### Provided records

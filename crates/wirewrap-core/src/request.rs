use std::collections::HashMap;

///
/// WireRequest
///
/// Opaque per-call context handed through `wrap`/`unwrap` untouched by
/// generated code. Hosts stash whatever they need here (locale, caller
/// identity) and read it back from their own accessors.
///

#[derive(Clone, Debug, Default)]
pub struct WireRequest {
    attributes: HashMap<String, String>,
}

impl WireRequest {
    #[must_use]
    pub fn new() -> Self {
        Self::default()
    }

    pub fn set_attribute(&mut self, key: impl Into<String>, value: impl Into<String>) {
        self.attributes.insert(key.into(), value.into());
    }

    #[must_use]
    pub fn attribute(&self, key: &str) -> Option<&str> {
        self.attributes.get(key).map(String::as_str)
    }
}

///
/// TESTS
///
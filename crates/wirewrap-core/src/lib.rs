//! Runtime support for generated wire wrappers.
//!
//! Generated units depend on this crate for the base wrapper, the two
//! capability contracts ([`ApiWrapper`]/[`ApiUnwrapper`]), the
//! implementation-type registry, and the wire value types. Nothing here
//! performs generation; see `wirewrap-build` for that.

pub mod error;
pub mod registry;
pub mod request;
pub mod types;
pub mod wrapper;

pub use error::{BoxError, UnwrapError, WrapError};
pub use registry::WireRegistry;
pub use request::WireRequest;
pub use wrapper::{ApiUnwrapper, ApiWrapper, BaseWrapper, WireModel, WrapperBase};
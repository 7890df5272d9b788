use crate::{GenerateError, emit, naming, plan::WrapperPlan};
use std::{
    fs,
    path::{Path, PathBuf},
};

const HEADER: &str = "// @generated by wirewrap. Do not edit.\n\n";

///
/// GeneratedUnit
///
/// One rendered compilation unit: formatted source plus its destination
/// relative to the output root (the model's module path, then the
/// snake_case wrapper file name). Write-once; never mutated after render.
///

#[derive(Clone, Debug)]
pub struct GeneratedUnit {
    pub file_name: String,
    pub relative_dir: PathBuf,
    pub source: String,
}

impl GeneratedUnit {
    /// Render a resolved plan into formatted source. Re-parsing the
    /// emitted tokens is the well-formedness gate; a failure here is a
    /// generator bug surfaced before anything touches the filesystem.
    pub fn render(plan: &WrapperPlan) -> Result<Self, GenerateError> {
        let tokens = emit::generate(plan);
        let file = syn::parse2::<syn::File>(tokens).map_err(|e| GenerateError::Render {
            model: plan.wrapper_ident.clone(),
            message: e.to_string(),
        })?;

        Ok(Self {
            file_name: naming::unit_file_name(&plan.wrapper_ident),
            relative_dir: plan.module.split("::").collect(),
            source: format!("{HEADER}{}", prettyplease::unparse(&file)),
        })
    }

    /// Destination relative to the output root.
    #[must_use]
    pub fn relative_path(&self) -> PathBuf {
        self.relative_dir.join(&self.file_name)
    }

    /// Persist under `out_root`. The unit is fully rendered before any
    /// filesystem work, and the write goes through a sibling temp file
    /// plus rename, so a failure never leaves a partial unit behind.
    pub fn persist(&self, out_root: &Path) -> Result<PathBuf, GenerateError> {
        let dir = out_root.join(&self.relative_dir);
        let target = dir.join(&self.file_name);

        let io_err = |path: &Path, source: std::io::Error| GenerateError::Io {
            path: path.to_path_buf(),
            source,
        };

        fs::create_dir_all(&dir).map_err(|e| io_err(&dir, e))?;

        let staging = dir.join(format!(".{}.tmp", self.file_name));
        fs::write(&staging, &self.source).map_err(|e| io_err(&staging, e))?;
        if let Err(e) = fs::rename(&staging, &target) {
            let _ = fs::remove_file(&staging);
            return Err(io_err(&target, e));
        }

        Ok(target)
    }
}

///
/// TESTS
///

* * *

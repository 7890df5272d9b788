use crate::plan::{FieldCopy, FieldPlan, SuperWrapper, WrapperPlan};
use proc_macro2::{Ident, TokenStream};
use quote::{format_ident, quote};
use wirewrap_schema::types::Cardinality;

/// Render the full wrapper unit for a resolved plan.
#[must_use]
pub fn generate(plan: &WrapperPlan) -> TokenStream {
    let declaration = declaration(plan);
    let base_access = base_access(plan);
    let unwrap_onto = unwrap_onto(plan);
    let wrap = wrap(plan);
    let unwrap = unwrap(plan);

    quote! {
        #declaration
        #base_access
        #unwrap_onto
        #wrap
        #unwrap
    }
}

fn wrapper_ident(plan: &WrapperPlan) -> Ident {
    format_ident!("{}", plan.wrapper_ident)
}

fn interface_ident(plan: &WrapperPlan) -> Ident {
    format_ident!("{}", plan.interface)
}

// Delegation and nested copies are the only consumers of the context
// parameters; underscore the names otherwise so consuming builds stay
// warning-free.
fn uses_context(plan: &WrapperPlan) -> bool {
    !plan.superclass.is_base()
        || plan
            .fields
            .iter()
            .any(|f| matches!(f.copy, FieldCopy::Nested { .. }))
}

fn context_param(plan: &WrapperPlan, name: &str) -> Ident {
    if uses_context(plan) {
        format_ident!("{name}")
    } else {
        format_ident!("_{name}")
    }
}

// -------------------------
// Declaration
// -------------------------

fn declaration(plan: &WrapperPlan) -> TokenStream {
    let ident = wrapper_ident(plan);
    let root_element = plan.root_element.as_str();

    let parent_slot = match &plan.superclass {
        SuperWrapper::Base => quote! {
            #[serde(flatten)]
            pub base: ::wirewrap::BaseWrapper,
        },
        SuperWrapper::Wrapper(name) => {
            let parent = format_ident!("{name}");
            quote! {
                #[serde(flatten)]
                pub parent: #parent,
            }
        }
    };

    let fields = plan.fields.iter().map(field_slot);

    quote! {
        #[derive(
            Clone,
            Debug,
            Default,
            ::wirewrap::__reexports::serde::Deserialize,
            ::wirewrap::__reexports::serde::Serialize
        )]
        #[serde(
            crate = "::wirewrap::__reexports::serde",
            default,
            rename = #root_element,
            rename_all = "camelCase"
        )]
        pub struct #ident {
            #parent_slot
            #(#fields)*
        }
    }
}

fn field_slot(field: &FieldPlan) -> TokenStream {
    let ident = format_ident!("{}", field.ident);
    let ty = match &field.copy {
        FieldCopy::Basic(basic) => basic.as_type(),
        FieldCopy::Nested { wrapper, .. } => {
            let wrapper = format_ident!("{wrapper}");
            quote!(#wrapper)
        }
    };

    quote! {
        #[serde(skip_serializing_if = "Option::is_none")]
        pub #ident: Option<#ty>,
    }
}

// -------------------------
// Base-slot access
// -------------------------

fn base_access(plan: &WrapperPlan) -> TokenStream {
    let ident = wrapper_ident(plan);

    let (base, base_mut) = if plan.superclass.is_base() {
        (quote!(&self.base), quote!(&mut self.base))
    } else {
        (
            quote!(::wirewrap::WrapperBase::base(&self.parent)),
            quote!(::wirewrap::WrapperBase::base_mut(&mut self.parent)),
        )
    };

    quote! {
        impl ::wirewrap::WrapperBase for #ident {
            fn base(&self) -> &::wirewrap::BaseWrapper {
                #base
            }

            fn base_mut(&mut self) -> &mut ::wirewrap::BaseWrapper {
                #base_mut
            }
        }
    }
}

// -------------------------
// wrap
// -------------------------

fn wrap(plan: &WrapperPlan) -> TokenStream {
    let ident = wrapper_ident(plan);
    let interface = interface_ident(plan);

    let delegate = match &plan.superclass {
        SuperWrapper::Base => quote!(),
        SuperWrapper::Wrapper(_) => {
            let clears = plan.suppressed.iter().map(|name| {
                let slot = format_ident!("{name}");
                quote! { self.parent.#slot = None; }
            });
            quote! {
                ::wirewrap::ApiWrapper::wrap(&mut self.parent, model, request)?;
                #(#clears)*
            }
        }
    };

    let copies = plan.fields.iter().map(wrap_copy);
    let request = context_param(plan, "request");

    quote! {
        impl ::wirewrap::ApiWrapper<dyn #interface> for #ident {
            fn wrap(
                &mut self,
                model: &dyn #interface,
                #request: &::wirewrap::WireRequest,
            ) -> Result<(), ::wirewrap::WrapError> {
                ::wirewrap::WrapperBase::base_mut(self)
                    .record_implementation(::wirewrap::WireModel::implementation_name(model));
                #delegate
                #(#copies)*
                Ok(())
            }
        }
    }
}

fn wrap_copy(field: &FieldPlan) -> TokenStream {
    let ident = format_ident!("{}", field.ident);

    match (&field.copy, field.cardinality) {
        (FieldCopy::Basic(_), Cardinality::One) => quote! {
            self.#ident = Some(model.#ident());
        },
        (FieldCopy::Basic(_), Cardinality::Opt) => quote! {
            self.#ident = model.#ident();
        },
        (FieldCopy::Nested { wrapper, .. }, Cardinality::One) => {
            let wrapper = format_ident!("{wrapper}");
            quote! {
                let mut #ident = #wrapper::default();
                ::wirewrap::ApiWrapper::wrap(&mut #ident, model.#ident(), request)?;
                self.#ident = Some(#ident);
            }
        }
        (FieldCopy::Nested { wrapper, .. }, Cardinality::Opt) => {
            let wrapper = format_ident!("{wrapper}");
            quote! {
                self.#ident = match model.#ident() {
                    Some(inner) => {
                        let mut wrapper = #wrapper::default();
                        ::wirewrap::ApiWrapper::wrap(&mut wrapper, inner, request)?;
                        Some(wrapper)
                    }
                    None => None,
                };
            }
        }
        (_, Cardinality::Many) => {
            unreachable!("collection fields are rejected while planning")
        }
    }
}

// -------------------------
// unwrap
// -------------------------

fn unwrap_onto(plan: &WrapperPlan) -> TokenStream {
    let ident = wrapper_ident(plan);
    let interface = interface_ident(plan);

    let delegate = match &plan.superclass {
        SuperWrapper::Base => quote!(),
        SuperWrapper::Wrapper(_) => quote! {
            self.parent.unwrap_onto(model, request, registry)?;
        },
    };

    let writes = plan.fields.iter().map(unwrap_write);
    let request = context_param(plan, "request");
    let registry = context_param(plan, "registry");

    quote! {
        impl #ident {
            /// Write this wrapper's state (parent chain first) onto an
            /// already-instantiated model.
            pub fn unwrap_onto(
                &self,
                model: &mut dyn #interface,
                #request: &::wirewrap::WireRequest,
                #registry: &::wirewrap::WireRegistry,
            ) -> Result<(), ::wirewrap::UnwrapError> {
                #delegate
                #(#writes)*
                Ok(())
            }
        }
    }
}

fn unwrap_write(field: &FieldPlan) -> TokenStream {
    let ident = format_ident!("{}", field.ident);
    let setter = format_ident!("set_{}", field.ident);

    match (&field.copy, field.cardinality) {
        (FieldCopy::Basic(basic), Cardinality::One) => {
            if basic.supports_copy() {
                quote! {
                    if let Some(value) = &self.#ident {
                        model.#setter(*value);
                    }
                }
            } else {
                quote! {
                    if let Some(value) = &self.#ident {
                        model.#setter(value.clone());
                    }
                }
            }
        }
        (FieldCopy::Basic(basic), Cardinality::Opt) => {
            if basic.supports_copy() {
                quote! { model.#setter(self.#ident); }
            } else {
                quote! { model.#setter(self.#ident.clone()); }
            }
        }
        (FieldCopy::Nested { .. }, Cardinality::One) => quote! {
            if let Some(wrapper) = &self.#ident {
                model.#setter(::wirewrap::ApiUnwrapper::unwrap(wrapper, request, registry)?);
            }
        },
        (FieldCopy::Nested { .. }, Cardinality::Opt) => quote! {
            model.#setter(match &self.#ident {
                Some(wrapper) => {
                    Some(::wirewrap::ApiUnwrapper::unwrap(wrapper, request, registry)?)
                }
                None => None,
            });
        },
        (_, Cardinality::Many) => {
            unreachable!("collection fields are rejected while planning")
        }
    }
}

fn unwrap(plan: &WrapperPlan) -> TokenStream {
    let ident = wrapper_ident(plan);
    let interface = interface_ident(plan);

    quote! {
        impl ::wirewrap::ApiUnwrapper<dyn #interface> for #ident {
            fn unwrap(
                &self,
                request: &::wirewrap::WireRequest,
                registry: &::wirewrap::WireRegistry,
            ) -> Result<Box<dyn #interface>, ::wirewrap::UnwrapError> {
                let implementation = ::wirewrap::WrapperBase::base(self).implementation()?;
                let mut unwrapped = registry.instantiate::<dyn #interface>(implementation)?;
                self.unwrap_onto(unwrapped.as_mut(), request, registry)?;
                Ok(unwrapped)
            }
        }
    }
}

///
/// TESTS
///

* * *

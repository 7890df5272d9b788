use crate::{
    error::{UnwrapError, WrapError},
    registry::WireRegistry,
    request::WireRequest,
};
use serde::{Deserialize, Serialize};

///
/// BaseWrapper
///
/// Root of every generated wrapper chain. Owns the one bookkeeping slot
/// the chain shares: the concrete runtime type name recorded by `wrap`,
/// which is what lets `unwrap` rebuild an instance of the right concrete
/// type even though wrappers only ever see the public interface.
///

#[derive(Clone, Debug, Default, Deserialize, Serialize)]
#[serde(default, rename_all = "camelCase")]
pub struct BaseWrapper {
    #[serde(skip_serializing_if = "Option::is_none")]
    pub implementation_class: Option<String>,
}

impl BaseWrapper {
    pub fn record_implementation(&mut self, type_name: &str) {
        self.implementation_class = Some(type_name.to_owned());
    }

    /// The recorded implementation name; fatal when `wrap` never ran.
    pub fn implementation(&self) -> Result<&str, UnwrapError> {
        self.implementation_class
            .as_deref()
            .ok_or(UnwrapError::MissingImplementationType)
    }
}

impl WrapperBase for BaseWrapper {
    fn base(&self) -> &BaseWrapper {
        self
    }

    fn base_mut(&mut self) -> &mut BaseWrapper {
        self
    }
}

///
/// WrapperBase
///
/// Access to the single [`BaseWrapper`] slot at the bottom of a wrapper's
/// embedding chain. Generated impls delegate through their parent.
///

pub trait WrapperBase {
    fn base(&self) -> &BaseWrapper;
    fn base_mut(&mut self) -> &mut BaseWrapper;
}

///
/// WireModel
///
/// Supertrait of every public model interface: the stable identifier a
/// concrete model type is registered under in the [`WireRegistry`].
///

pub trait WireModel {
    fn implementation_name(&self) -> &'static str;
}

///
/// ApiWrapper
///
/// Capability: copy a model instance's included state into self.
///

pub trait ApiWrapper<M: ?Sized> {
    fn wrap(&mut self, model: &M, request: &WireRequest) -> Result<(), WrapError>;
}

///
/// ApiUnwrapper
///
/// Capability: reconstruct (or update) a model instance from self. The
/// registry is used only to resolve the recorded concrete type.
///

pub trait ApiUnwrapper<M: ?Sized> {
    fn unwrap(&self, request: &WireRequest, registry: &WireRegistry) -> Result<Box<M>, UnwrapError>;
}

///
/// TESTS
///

### Exercise
In the entries above, find the line with "filename crates/wirewrap-core/src/request.rs" and the line with "source. Re-parsing the", then set down exactly those two and every line between them, nothing else.

### Answer to the problem
filename crates/wirewrap-core/src/request.rs
use std::collections::HashMap;

///
/// WireRequest
///
/// Opaque per-call context handed through `wrap`/`unwrap` untouched by
/// generated code. Hosts stash whatever they need here (locale, caller
/// identity) and read it back from their own accessors.
///

#[derive(Clone, Debug, Default)]
pub struct WireRequest {
    attributes: HashMap<String, String>,
}

impl WireRequest {
    #[must_use]
    pub fn new() -> Self {
        Self::default()
    }

    pub fn set_attribute(&mut self, key: impl Into<String>, value: impl Into<String>) {
        self.attributes.insert(key.into(), value.into());
    }

    #[must_use]
    pub fn attribute(&self, key: &str) -> Option<&str> {
        self.attributes.get(key).map(String::as_str)
    }
}

///
/// TESTS
///
filename crates/wirewrap-core/src/lib.rs
//! Runtime support for generated wire wrappers.
//!
//! Generated units depend on this crate for the base wrapper, the two
//! capability contracts ([`ApiWrapper`]/[`ApiUnwrapper`]), the
//! implementation-type registry, and the wire value types. Nothing here
//! performs generation; see `wirewrap-build` for that.

pub mod error;
pub mod registry;
pub mod request;
pub mod types;
pub mod wrapper;

pub use error::{BoxError, UnwrapError, WrapError};
pub use registry::WireRegistry;
pub use request::WireRequest;
pub use wrapper::{ApiUnwrapper, ApiWrapper, BaseWrapper, WireModel, WrapperBase};
repository 7890df5272d9b788
use crate::{GenerateError, emit, naming, plan::WrapperPlan};
use std::{
    fs,
    path::{Path, PathBuf},
};

const HEADER: &str = "// @generated by wirewrap. Do not edit.\n\n";

///
/// GeneratedUnit
///
/// One rendered compilation unit: formatted source plus its destination
/// relative to the output root (the model's module path, then the
/// snake_case wrapper file name). Write-once; never mutated after render.
///

#[derive(Clone, Debug)]
pub struct GeneratedUnit {
    pub file_name: String,
    pub relative_dir: PathBuf,
    pub source: String,
}

impl GeneratedUnit {
    /// Render a resolved plan into formatted source. Re-parsing the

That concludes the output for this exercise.